Femoral Nerve Block: Landmark Approach

Dr Andrew McEwen, Specialist Registrar Anaesthesia, Torbay Hospital, Torquay

Correspondence to andymcewen@doctors.org.uk

6TH FEBRUARY 2012

QUESTIONS

Before continuing, try to answer the following questions. The answers can be found at the end of the article, together with an explanation.

  1. Please answer True or False: The femoral nerve:
    a. Is derived from the dorsal rami of L2 to L4
    b. Is covered by 2 fascial layers, the fascia lata and fascia iliaca
    c. Is contained within the femoral sheath
    d. Emerges from the psoas muscle at its medial border.
    e. Divides into anterior (superficial) and posterior (deep) branches after passing under the inguinal ligament
  2. Please answer True or False: The femoral nerve block provides:
    a. Sensory block of the skin over the anterior aspect of the lower leg
    b. Motor block of the extensor muscles of the knee
    c. Sensory block of the skin over the lateral aspect of the hip joint
    d. Surgical anaesthesia for skin grafting from the anterior aspect of the thigh
    e. Analgesia for all lower leg surgery in combination with sciatic nerve block
  3. Please answer True or False: With regard to the performance of the femoral nerve block:
    a. Stimulation of the sartorius muscle implies the needle tip is too lateral
    b. The femoral nerve is usually found at the midpoint between the anterior superior iliac spine and pubic symphysis
    c. Directing the needle cranially and injecting a volume of 30mls will also result in blockade of the lateral femoral cutaneous and obturator nerves
    d. Two distinct ‘pops’ may be felt as the needle is advanced
    e. The correct motor endpoint is contraction of the patella

INTRODUCTION

The femoral nerve block is one of the easiest peripheral nerve blocks to master because the landmarks are generally easy to identify and the nerve is usually found at a superficial depth. Historically, the technique was sometimes termed the “3 in 1 block” because it was thought a single injection could block the femoral, lateral femoral cutaneous and obturator nerves. However, although the femoral nerve is reliably blocked, the lateral femoral cutaneous nerve is often missed and the obturator nerve is almost always missed1,2.

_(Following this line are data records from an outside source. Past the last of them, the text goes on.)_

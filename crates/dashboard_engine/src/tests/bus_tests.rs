use std::{cell::Cell, time::Duration};

use async_trait::async_trait;
use serde_json::json;
use shared::protocol::CommandKind;
use tokio::{sync::broadcast, task::LocalSet};

use super::*;
use crate::{
    engine::DashboardEngine,
    saga::{HandlerError, SagaContext},
};

struct Idle;

#[async_trait(?Send)]
impl CommandHandler for Idle {
    async fn handle(&self, _ctx: &SagaContext, _command: &Command) -> Result<EventKind, HandlerError> {
        Ok(EventKind::Custom {
            name: "test.idle".to_string(),
            payload: json!({}),
        })
    }
}

struct Parked {
    entered: Rc<Cell<bool>>,
}

#[async_trait(?Send)]
impl CommandHandler for Parked {
    async fn handle(&self, ctx: &SagaContext, _command: &Command) -> Result<EventKind, HandlerError> {
        self.entered.set(true);
        ctx.call(async {
            tokio::time::sleep(Duration::from_secs(30)).await;
            Ok::<_, HandlerError>(())
        })
        .await?;
        Ok(EventKind::Custom {
            name: "test.parked".to_string(),
            payload: json!({}),
        })
    }
}

async fn terminal_for(
    receiver: &mut broadcast::Receiver<DashboardEvent>,
    correlation_id: &CorrelationId,
) -> DashboardEvent {
    loop {
        let event = receiver.recv().await.expect("event");
        if &event.correlation_id == correlation_id && event.is_terminal() {
            return event;
        }
    }
}

fn rejection_code(event: &DashboardEvent) -> ErrorCode {
    match &event.kind {
        EventKind::CommandRejected { reason, .. } => reason.code,
        other => panic!("expected a rejection, got {other:?}"),
    }
}

#[test]
fn registering_a_type_twice_is_an_error() {
    let mut registry = HandlerRegistry::new();
    registry.register("acme.idle", Rc::new(Idle)).expect("first");

    let result = registry.register("acme.idle", Rc::new(Idle));

    assert_eq!(
        result,
        Err(EngineConfigError::DuplicateHandler("acme.idle".to_string()))
    );
    assert_eq!(registry.len(), 1);
}

#[test]
fn custom_handlers_cannot_shadow_builtin_types() {
    let result = DashboardEngine::builder()
        .handler("GDC.DASH/CMD.RENAME", Idle)
        .build();

    assert_eq!(
        result.err(),
        Some(EngineConfigError::DuplicateHandler(
            "GDC.DASH/CMD.RENAME".to_string()
        ))
    );
}

#[tokio::test]
async fn a_command_cancelled_before_it_runs_changes_nothing() {
    LocalSet::new()
        .run_until(async {
            let engine = DashboardEngine::builder().build().expect("engine");
            let mut events = engine.events();
            let title = engine.state().descriptor.title.clone();

            let correlation_id = engine.dispatch(CommandKind::Rename {
                title: "Never applied".to_string(),
            });
            assert!(engine.is_in_flight(&correlation_id));
            assert!(engine.cancel(&correlation_id));

            let terminal = terminal_for(&mut events, &correlation_id).await;
            assert!(matches!(terminal.kind, EventKind::CommandCancelled { .. }));
            assert_eq!(engine.state().descriptor.title, title);
            assert!(!engine.can_undo());
        })
        .await;
}

#[tokio::test]
async fn reusing_an_in_flight_correlation_id_is_rejected() {
    LocalSet::new()
        .run_until(async {
            let entered = Rc::new(Cell::new(false));
            let engine = DashboardEngine::builder()
                .handler(
                    "acme.parked",
                    Parked {
                        entered: entered.clone(),
                    },
                )
                .build()
                .expect("engine");
            let parked = CorrelationId::new("dup");
            let mut events = engine.events();

            engine.dispatch(
                Command::new(CommandKind::Custom {
                    name: "acme.parked".to_string(),
                    payload: json!({}),
                })
                .with_correlation_id(parked.clone()),
            );
            while !entered.get() {
                tokio::task::yield_now().await;
            }
            let duplicate = engine
                .run_and_wait(
                    Command::new(CommandKind::SetFilterBarExpanded { expanded: true })
                        .with_correlation_id(parked.clone()),
                )
                .await;

            assert_eq!(duplicate.correlation_id, parked);
            assert_eq!(rejection_code(&duplicate), ErrorCode::DuplicateCorrelation);
            assert!(engine.is_in_flight(&parked));
            assert!(!engine.state().ui.filter_bar_expanded);

            engine.cancel(&parked);
            let terminal = terminal_for(&mut events, &parked).await;
            assert_eq!(terminal.event_type(), "GDC.DASH/EVT.COMMAND.REJECTED");
            let terminal = terminal_for(&mut events, &parked).await;
            assert!(matches!(terminal.kind, EventKind::CommandCancelled { .. }));
        })
        .await;
}

#[tokio::test]
async fn malformed_wire_commands_are_rejected_without_starting() {
    LocalSet::new()
        .run_until(async {
            let engine = DashboardEngine::builder().build().expect("engine");
            let started = Rc::new(Cell::new(0u32));
            let _subscription = {
                let started = started.clone();
                engine.subscribe_events(move |event| {
                    if matches!(event.kind, EventKind::CommandStarted { .. }) {
                        started.set(started.get() + 1);
                    }
                })
            };

            let bad_payload = engine
                .run_wire(json!({
                    "type": "GDC.DASH/CMD.RENAME",
                    "payload": { "title": 5 },
                    "correlationId": "wire-1",
                }))
                .await;
            let missing_type = engine.run_wire(json!({ "payload": {} })).await;
            let unknown = engine
                .run_wire(json!({ "type": "acme.unknown", "correlationId": "wire-3" }))
                .await;

            assert_eq!(bad_payload.correlation_id, CorrelationId::new("wire-1"));
            assert_eq!(rejection_code(&bad_payload), ErrorCode::InvalidPayload);
            assert_eq!(rejection_code(&missing_type), ErrorCode::InvalidPayload);
            assert!(matches!(
                &missing_type.kind,
                EventKind::CommandRejected { command_type, .. } if command_type == "unknown"
            ));
            assert_eq!(rejection_code(&unknown), ErrorCode::UnknownCommand);
            assert_eq!(started.get(), 0);
            assert!(engine.in_flight().is_empty());
        })
        .await;
}

#[tokio::test]
async fn valid_wire_commands_reach_their_handler() {
    LocalSet::new()
        .run_until(async {
            let engine = DashboardEngine::builder()
                .handler("acme.idle", Idle)
                .build()
                .expect("engine");

            let renamed = engine
                .run_wire(json!({
                    "type": "GDC.DASH/CMD.RENAME",
                    "payload": { "title": "From the wire" },
                }))
                .await;
            let custom = engine
                .run_wire(json!({ "type": "acme.idle", "payload": { "any": "thing" } }))
                .await;

            assert!(matches!(renamed.kind, EventKind::Renamed { ref title } if title == "From the wire"));
            assert_eq!(custom.event_type(), "test.idle");
            assert_eq!(engine.state().descriptor.title, "From the wire");
        })
        .await;
}

#[tokio::test]
async fn a_panicking_event_listener_does_not_strand_the_command() {
    LocalSet::new()
        .run_until(async {
            let engine = DashboardEngine::builder().build().expect("engine");
            let mut events = engine.events();
            let _faulty = engine.subscribe_events(|event| {
                if matches!(event.kind, EventKind::CommandStarted { .. }) {
                    panic!("listener bug");
                }
            });

            let correlation_id = engine.dispatch(CommandKind::Rename {
                title: "Still renamed".to_string(),
            });
            let terminal = terminal_for(&mut events, &correlation_id).await;

            assert!(matches!(terminal.kind, EventKind::Renamed { .. }));
            assert!(!engine.is_in_flight(&correlation_id));
            assert_eq!(engine.state().descriptor.title, "Still renamed");
        })
        .await;
}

The block is usually performed as a single shot, however its duration of action may be extended with a catheter technique. When using a catheter local anaesthetic may be delivered by repeated boluses, patient controlled boluses or continuous infusion. The femoral nerve can be located using ultrasound guidance. This article will only discuss the single shot femoral nerve block performed using a landmark approach. The article will cover relevant anatomy, potential uses and block technique along with a brief trouble shooting section.

ANATOMY

The Femoral nerve

The femoral nerve is the largest branch of the lumbar plexus (Figure 1) and arises from the ventral rami of the second, third and fourth lumbar nerves. It descends through the substance of the psoas major muscle deep to the fascia iliaca emerging from the muscle at its lateral border. It continues caudally into the thigh via the groove formed between the psoas and iliacus muscles and passes under the inguinal ligament to enter the femoral triangle. Here it lies on top of the iliacus muscle lateral to the femoral artery. The femoral nerve lies outside of the femoral sheath and is covered by two fascial layers, the fascia lata and fascia iliaca. The femoral vessels, however, are only covered by a single layer, the fascia lata. Thus the nerve actually lies in a different tissue plane to the vessels.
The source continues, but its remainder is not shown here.